What needs to be done | From the listing below, select every line where the word "Insights" appears.

Materials provided |
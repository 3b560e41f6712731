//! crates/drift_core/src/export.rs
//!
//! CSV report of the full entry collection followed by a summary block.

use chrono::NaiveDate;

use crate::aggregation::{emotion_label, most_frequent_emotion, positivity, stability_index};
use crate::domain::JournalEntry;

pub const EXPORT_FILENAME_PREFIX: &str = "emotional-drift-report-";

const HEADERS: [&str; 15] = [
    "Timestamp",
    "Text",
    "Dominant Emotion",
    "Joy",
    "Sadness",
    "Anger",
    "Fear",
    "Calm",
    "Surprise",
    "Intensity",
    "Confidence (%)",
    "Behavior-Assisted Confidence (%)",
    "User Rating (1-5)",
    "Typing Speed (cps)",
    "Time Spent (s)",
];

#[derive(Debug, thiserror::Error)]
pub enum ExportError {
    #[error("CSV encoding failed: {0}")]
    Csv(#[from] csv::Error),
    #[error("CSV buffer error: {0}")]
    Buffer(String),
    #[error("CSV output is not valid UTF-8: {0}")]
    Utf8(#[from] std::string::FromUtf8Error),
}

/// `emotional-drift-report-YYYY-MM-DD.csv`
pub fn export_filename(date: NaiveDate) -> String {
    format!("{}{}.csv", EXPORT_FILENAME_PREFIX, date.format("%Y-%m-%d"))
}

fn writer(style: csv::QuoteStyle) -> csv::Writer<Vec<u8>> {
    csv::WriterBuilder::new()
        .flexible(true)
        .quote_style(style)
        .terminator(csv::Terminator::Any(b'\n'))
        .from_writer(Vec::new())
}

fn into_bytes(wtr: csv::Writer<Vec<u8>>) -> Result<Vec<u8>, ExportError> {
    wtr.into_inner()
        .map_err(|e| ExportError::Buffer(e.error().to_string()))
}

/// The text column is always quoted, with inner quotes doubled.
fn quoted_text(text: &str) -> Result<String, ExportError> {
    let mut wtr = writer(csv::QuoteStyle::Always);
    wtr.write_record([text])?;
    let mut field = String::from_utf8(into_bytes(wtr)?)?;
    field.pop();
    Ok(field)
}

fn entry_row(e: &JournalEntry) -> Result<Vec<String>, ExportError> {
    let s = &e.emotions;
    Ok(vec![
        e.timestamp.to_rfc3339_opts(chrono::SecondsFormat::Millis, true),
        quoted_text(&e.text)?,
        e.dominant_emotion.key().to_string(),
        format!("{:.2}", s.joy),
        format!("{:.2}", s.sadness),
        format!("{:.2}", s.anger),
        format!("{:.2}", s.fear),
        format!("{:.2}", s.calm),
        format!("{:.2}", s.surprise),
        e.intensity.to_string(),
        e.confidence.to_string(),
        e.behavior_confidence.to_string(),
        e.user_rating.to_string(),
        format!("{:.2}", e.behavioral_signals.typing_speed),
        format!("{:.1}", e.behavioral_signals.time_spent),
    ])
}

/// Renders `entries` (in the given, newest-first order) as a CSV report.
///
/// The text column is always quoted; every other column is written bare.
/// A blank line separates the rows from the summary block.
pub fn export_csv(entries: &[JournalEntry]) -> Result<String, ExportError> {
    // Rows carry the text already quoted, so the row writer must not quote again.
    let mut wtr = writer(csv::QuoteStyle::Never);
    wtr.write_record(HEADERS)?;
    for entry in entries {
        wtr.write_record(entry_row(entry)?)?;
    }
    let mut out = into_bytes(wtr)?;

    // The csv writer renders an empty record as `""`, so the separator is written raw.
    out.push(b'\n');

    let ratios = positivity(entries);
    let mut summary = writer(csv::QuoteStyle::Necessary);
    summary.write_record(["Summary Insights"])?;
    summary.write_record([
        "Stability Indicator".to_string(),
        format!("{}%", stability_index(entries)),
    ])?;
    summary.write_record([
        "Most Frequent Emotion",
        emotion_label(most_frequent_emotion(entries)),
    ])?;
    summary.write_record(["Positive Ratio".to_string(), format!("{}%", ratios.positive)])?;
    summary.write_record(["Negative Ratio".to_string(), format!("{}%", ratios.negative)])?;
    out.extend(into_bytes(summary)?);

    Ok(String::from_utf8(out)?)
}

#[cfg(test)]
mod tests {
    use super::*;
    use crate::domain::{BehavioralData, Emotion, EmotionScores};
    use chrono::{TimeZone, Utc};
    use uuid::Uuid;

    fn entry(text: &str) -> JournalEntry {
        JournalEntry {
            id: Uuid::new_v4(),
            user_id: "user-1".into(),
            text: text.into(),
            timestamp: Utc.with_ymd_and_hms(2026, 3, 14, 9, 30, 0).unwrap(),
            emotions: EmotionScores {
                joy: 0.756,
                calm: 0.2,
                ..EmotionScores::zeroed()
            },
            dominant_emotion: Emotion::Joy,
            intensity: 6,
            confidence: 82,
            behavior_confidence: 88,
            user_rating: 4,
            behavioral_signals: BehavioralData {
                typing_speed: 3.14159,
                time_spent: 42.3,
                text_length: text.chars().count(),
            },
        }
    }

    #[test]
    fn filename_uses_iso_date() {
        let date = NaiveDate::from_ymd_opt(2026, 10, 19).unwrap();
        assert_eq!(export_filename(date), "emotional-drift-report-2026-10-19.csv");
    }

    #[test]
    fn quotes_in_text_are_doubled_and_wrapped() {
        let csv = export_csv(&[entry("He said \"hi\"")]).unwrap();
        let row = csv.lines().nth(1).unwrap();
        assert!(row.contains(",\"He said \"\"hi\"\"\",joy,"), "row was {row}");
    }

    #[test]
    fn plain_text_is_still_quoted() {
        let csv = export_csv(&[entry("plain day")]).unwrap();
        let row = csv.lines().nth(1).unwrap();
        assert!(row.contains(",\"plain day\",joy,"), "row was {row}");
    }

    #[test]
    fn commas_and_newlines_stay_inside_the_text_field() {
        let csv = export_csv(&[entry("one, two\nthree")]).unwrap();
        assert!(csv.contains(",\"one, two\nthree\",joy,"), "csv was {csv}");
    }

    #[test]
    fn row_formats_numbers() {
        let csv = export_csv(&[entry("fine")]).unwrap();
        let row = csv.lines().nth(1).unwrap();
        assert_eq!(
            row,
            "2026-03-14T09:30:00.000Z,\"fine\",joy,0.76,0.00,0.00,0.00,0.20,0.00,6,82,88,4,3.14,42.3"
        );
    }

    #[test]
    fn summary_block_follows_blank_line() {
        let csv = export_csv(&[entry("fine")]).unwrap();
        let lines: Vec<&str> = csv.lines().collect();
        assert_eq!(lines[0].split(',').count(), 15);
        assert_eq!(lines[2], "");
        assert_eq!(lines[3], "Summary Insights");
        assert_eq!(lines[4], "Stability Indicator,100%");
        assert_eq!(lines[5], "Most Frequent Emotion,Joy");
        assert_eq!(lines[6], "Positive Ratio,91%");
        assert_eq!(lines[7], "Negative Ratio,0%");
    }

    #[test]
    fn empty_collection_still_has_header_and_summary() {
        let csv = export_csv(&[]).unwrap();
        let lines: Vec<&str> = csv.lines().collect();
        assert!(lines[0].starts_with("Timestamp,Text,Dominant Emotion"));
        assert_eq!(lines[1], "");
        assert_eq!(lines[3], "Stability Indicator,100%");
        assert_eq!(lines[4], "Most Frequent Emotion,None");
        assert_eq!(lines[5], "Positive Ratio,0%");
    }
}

Completed task |
    summary.write_record(["Summary Insights"])?;
        assert_eq!(lines[3], "Summary Insights");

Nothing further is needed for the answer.